**Exercise input:**
*-*-*
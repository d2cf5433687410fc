//! Deliveries and the seam between the consumer loop and the broker.

use crate::dlq::DeadLetterRecord;
use crate::error::WorkerError;
use crate::routing::RoutingKey;
use async_trait::async_trait;
use lapin::types::{AMQPValue, FieldTable};
use std::collections::HashSet;

/// Broker-assigned handle for one delivery on one channel.
pub type DeliveryTag = u64;

/// Header carrying the number of earlier deliveries (set by quorum queues).
pub const DELIVERY_COUNT_HEADER: &str = "x-delivery-count";

/// A message handed to the consumer by the broker.
#[derive(Debug, Clone, PartialEq, Eq)]
pub struct Message {
    pub delivery_tag: DeliveryTag,
    pub routing_key: RoutingKey,
    pub exchange: String,
    pub payload: Vec<u8>,
    pub redelivered: bool,
    /// How many times this message was delivered before this delivery.
    pub delivery_count: u32,
}

/// How a delivery was settled.
#[derive(Debug, Clone, Copy, PartialEq, Eq)]
pub enum Resolution {
    Acked,
    Requeued,
    DeadLettered,
}

/// A source of deliveries that can also settle them.
///
/// Every tag returned by `recv` must be passed to exactly one of `ack` or
/// `reject`. Implementations reject any other tag with
/// [`WorkerError::UnknownDeliveryTag`].
#[async_trait]
pub trait MessageSource: Send {
    /// Waits for the next delivery. `Ok(None)` means the broker ended the
    /// consumer stream. Must be cancel-safe.
    async fn recv(&mut self) -> Result<Option<Message>, WorkerError>;

    /// Removes the message from the queue for good.
    async fn ack(&mut self, tag: DeliveryTag) -> Result<(), WorkerError>;

    /// Returns the message to the queue (`requeue`) or drops it.
    async fn reject(&mut self, tag: DeliveryTag, requeue: bool) -> Result<(), WorkerError>;

    /// Stores a copy of a message that is about to be rejected for good.
    ///
    /// Returns `false` when no dead-letter destination exists.
    async fn dead_letter(&mut self, record: &DeadLetterRecord) -> Result<bool, WorkerError>;

    /// Releases the underlying connection. Unsettled deliveries go back to
    /// the queue.
    async fn close(&mut self) -> Result<(), WorkerError> {
        Ok(())
    }
}

/// Tracks outstanding delivery tags so each is settled exactly once.
#[derive(Debug, Default)]
pub struct DeliveryLedger {
    outstanding: HashSet<DeliveryTag>,
}

impl DeliveryLedger {
    pub fn new() -> Self {
        Self::default()
    }

    pub fn open(&mut self, tag: DeliveryTag) {
        if !self.outstanding.insert(tag) {
            log::warn!("Delivery tag {} was handed out twice", tag);
        }
    }

    pub fn settle(&mut self, tag: DeliveryTag) -> Result<(), WorkerError> {
        if self.outstanding.remove(&tag) {
            Ok(())
        } else {
            Err(WorkerError::UnknownDeliveryTag(tag))
        }
    }

    pub fn in_flight(&self) -> usize {
        self.outstanding.len()
    }

    /// Forgets every outstanding tag. Tags die with their channel.
    pub fn clear(&mut self) {
        self.outstanding.clear();
    }
}

/// Reads the delivery count header, accepting any integer encoding.
pub(crate) fn delivery_count(headers: Option<&FieldTable>) -> u32 {
    let Some(headers) = headers else {
        return 0;
    };
    match headers.inner().get(DELIVERY_COUNT_HEADER) {
        Some(AMQPValue::LongLongInt(count)) => clamp_count(*count),
        Some(AMQPValue::LongInt(count)) => clamp_count(i64::from(*count)),
        Some(AMQPValue::ShortInt(count)) => clamp_count(i64::from(*count)),
        Some(AMQPValue::LongUInt(count)) => *count,
        Some(AMQPValue::ShortUInt(count)) => u32::from(*count),
        _ => 0,
    }
}

fn clamp_count(count: i64) -> u32 {
    u32::try_from(count.max(0)).unwrap_or(u32::MAX)
}
/// Receives from a [`MessageSource`] and settles every delivery according to
/// what the [`Dispatch`] target returns.
pub struct ConsumerLoop<S, D: ?Sized> {
    source: S,
    dispatcher: Arc<D>,
    options: ConsumerOptions,
    state: ConsumerState,
    stats: ConsumerStats,
}

impl<S, D> ConsumerLoop<S, D>
where
    S: MessageSource,
    D: Dispatch + ?Sized,
{
    /// Creates a loop in the `Waiting` state. Nothing is received until
    /// [`run`](Self::run) or [`process_next`](Self::process_next).
    pub fn new(source: S, dispatcher: Arc<D>, options: ConsumerOptions) -> Self {
        Self {
            source,
            dispatcher,
            options,
            state: ConsumerState::Waiting,
            stats: ConsumerStats::default(),
        }
    }

    /// Where the loop is with the current message.
    pub fn state(&self) -> &ConsumerState {
        &self.state
    }

    /// Resolution counters so far.
    pub fn stats(&self) -> ConsumerStats {
        self.stats
    }

    /// Hands the source back, e.g. to close it.
    pub fn into_source(self) -> S {
        self.source
    }

    /// Consumes until cancelled, until the stream ends, or until a fatal
    /// error.
    ///
    /// Cancellation is only observed while waiting for a delivery; a message
    /// that is already being handled is always resolved first.
    pub async fn run(&mut self, cancel: &CancellationToken) -> Result<LoopExit, WorkerError> {
        loop {
            self.state = ConsumerState::Waiting;
            let received = tokio::select! {
                biased;
                _ = cancel.cancelled() => {
                    log::info!("Consumer cancelled, leaving the receive loop");
                    return Ok(LoopExit::Cancelled);
                }
                received = self.source.recv() => received?,
            };
            let Some(message) = received else {
                log::warn!("Broker closed the consumer stream");
                return Ok(LoopExit::StreamClosed);
            };
            self.process(message).await?;
        }
    }

    /// Receives and resolves exactly one message. `Ok(None)` when the stream
    /// has ended.
    pub async fn process_next(&mut self) -> Result<Option<Resolution>, WorkerError> {
        self.state = ConsumerState::Waiting;
        match self.source.recv().await? {
            Some(message) => self.process(message).await.map(Some),
            None => Ok(None),
        }
    }

    async fn process(&mut self, message: Message) -> Result<Resolution, WorkerError> {
        let tag = message.delivery_tag;
        let action = message.routing_key.action();
        self.state = ConsumerState::Processing {
            tag,
            action: action.clone(),
        };

        let outcome = if action.is_empty() {
            Err(HandlerError::MissingAction(message.routing_key.to_string()))
        } else {
            invoke(self.dispatcher.as_ref(), &action, &message.payload).await
        };

        let resolution = match outcome {
            Ok(()) => {
                self.source.ack(tag).await?;
                log::info!("Message processed successfully. Tag: {}, action: `{}`", tag, action);
                Resolution::Acked
            }
            Err(err) if err.is_recoverable() => {
                if self.delivery_limit_reached(&message) {
                    log::error!(
                        "Message gave up after {} deliveries. Tag: {}, action: `{}`, error: {}",
                        message.delivery_count + 1,
                        tag,
                        action,
                        err
                    );
                    self.dead_letter(&message, DeadLetterReason::DeliveryLimitReached, &err)
                        .await?
                } else {
                    self.source.reject(tag, true).await?;
                    log::warn!(
                        "Message requeued after recoverable failure. Tag: {}, action: `{}`, error: {}",
                        tag,
                        action,
                        err
                    );
                    Resolution::Requeued
                }
            }
            Err(err @ HandlerError::MissingAction(_)) => {
                log::warn!("Rejecting malformed message. Tag: {}, error: {}", tag, err);
                self.dead_letter(&message, DeadLetterReason::MissingAction, &err)
                    .await?
            }
            Err(err) => match self.options.unrecognized_errors {
                UnrecognizedErrorPolicy::DeadLetter => {
                    log::error!(
                        "Handler failed with an unrecognized error. Tag: {}, action: `{}`, error: {}",
                        tag,
                        action,
                        err
                    );
                    self.dead_letter(&message, DeadLetterReason::UnrecognizedError, &err)
                        .await?
                }
                UnrecognizedErrorPolicy::Halt => {
                    self.source.reject(tag, true).await?;
                    self.resolved(tag, Resolution::Requeued);
                    log::error!(
                        "Handler failed with an unrecognized error, halting consumer. Tag: {}, action: `{}`, error: {}",
                        tag,
                        action,
                        err
                    );
                    return Err(WorkerError::HandlerHalted { action, source: err });
                }
            },
        };

        self.resolved(tag, resolution);
        Ok(resolution)
    }

    fn resolved(&mut self, tag: DeliveryTag, resolution: Resolution) {
        self.stats.record(resolution);
        self.state = ConsumerState::Resolved { tag, resolution };
    }

    fn delivery_limit_reached(&self, message: &Message) -> bool {
        self.options
            .max_deliveries
            .is_some_and(|max| message.delivery_count.saturating_add(1) >= max)
    }

    async fn dead_letter(
        &mut self,
        message: &Message,
        reason: DeadLetterReason,
        err: &HandlerError,
    ) -> Result<Resolution, WorkerError> {
        let record = DeadLetterRecord::new(message, reason, err);
        if !self.source.dead_letter(&record).await? {
            log::warn!(
                "No dead-letter queue configured, dropping message. Tag: {}",
                message.delivery_tag
            );
        }
        self.source.reject(message.delivery_tag, false).await?;
        Ok(Resolution::DeadLettered)
    }
}

/// Runs the handler, turning a panic into [`HandlerError::Panicked`].
async fn invoke<D: Dispatch + ?Sized>(
    dispatcher: &D,
    action: &ActionId,
    payload: &[u8],
) -> Result<(), HandlerError> {
    match AssertUnwindSafe(dispatcher.dispatch(action, payload))
        .catch_unwind()
        .await
    {
        Ok(outcome) => outcome,
        Err(panic) => Err(HandlerError::Panicked(panic_message(panic.as_ref()))),
    }
}

fn panic_message(panic: &(dyn Any + Send)) -> String {
    if let Some(message) = panic.downcast_ref::<&str>() {
        (*message).to_string()
    } else if let Some(message) = panic.downcast_ref::<String>() {
        message.clone()
    } else {
        "non-string panic payload".to_string()
    }
}
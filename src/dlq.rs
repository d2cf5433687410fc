//! Dead-letter topology and records for messages that will never succeed.

use crate::delivery::{Message, DELIVERY_COUNT_HEADER};
use crate::error::WorkerError;
use crate::topology::declare_error;
use chrono::{DateTime, Utc};
use lapin::{
    options::{BasicPublishOptions, ExchangeDeclareOptions, QueueBindOptions, QueueDeclareOptions},
    types::{AMQPValue, FieldTable},
    BasicProperties, Channel, ExchangeKind,
};
use serde::Serialize;
use std::fmt;

/// Names of the dead-letter exchange, queue and routing key for a work queue.
#[derive(Clone, Debug, PartialEq, Eq)]
pub struct DeadLetterNames {
    pub exchange: String,
    pub queue: String,
    pub routing_key: String,
}

impl DeadLetterNames {
    pub fn for_queue(base_name: &str) -> Self {
        Self {
            exchange: format!("{}_dlx", base_name),
            queue: format!("{}_dlq", base_name),
            routing_key: format!("{}.failed", base_name),
        }
    }
}

/// Why a message was dead-lettered.
#[derive(Debug, Clone, Copy, PartialEq, Eq, Serialize)]
#[serde(rename_all = "kebab-case")]
pub enum DeadLetterReason {
    /// The handler failed with an error outside the recoverable set.
    UnrecognizedError,
    /// A recoverable failure repeated until the delivery limit.
    DeliveryLimitReached,
    /// The routing key has no action segments.
    MissingAction,
}

impl DeadLetterReason {
    pub fn as_str(&self) -> &'static str {
        match self {
            DeadLetterReason::UnrecognizedError => "unrecognized-error",
            DeadLetterReason::DeliveryLimitReached => "delivery-limit-reached",
            DeadLetterReason::MissingAction => "missing-action",
        }
    }
}

impl fmt::Display for DeadLetterReason {
    fn fmt(&self, f: &mut fmt::Formatter<'_>) -> fmt::Result {
        f.write_str(self.as_str())
    }
}

/// The envelope published to the dead-letter queue.
#[derive(Debug, Clone, Serialize)]
pub struct DeadLetterRecord {
    pub original_message: String,
    pub original_routing_key: String,
    pub original_exchange: String,
    pub reason: DeadLetterReason,
    pub error: String,
    pub delivery_count: u32,
    pub dlq_timestamp: DateTime<Utc>,
}

impl DeadLetterRecord {
    pub fn new(message: &Message, reason: DeadLetterReason, error: impl fmt::Display) -> Self {
        Self {
            original_message: String::from_utf8_lossy(&message.payload).into_owned(),
            original_routing_key: message.routing_key.to_string(),
            original_exchange: message.exchange.clone(),
            reason,
            error: error.to_string(),
            delivery_count: message.delivery_count.saturating_add(1),
            dlq_timestamp: Utc::now(),
        }
    }

    /// The AMQP headers attached to the published record.
    pub fn headers(&self) -> FieldTable {
        let mut headers = FieldTable::default();
        headers.insert(
            "x-dlq-reason".into(),
            AMQPValue::LongString(self.reason.as_str().into()),
        );
        headers.insert(
            "x-last-exception".into(),
            AMQPValue::LongString(self.error.clone().into()),
        );
        headers.insert(
            DELIVERY_COUNT_HEADER.into(),
            AMQPValue::LongLongInt(i64::from(self.delivery_count)),
        );
        headers
    }
}

/// Publishes dead-letter records on the consumer's channel.
#[derive(Clone)]
pub struct DeadLetterPublisher {
    channel: Channel,
    names: DeadLetterNames,
}

impl DeadLetterPublisher {
    pub fn new(channel: Channel, names: DeadLetterNames) -> Self {
        Self { channel, names }
    }

    /// Declares the dead-letter exchange and queue, and binds them.
    pub async fn setup_infrastructure(&self, durable: bool) -> Result<(), WorkerError> {
        self.channel
            .exchange_declare(
                &self.names.exchange,
                ExchangeKind::Topic,
                ExchangeDeclareOptions { durable, ..Default::default() },
                FieldTable::default(),
            )
            .await
            .map_err(|e| declare_error(format!("exchange '{}'", self.names.exchange), e))?;

        self.channel
            .queue_declare(
                &self.names.queue,
                QueueDeclareOptions { durable, ..Default::default() },
                FieldTable::default(),
            )
            .await
            .map_err(|e| declare_error(format!("queue '{}'", self.names.queue), e))?;

        self.channel
            .queue_bind(
                &self.names.queue,
                &self.names.exchange,
                &self.names.routing_key,
                QueueBindOptions::default(),
                FieldTable::default(),
            )
            .await?;

        log::info!(
            "Dead-letter queue '{}' bound to exchange '{}'",
            self.names.queue,
            self.names.exchange
        );
        Ok(())
    }

    /// Publishes the record and waits for the broker to take it.
    pub async fn publish(&self, record: &DeadLetterRecord) -> Result<(), WorkerError> {
        let body = serde_json::to_vec(record)?;
        let properties = BasicProperties::default()
            .with_content_type("application/json".into())
            .with_delivery_mode(2)
            .with_headers(record.headers());

        self.channel
            .basic_publish(
                &self.names.exchange,
                &self.names.routing_key,
                BasicPublishOptions::default(),
                &body,
                properties,
            )
            .await?
            .await?;

        log::warn!(
            "Message from '{}' dead-lettered to '{}' ({})",
            record.original_routing_key,
            self.names.queue,
            record.reason
        );
        Ok(())
    }
}

#[cfg(test)]
mod tests {
    use super::*;
    use crate::routing::RoutingKey;

    fn message() -> Message {
        Message {
            delivery_tag: 4,
            routing_key: RoutingKey::new("ns.request.build"),
            exchange: "ns_exchange".into(),
            payload: b"{\"id\":1}".to_vec(),
            redelivered: true,
            delivery_count: 2,
        }
    }

    #[test]
    fn test_names_for_queue() {
        let names = DeadLetterNames::for_queue("jobs");
        assert_eq!(names.exchange, "jobs_dlx");
        assert_eq!(names.queue, "jobs_dlq");
        assert_eq!(names.routing_key, "jobs.failed");
    }

    #[test]
    fn test_record_counts_current_delivery() {
        let record = DeadLetterRecord::new(&message(), DeadLetterReason::DeliveryLimitReached, "db down");
        assert_eq!(record.delivery_count, 3);
        assert_eq!(record.original_routing_key, "ns.request.build");
        assert_eq!(record.original_message, "{\"id\":1}");
    }

    #[test]
    fn test_record_serializes_reason_in_kebab_case() {
        let record = DeadLetterRecord::new(&message(), DeadLetterReason::UnrecognizedError, "boom");
        let json = serde_json::to_value(&record).unwrap();
        assert_eq!(json["reason"], "unrecognized-error");
        assert_eq!(json["error"], "boom");
        assert_eq!(json["original_exchange"], "ns_exchange");
    }

    #[test]
    fn test_record_headers() {
        let record = DeadLetterRecord::new(&message(), DeadLetterReason::MissingAction, "no action");
        let headers = record.headers();
        assert_eq!(
            headers.inner().get("x-dlq-reason"),
            Some(&AMQPValue::LongString("missing-action".into()))
        );
        assert_eq!(
            headers.inner().get(DELIVERY_COUNT_HEADER),
            Some(&AMQPValue::LongLongInt(3))
        );
    }
}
*-*-*
**Exercise details:** Select and copy every line of the material that holds the string "Sized".

**Your response:**
pub struct ConsumerLoop<S, D: ?Sized> {
    D: Dispatch + ?Sized,
async fn invoke<D: Dispatch + ?Sized>(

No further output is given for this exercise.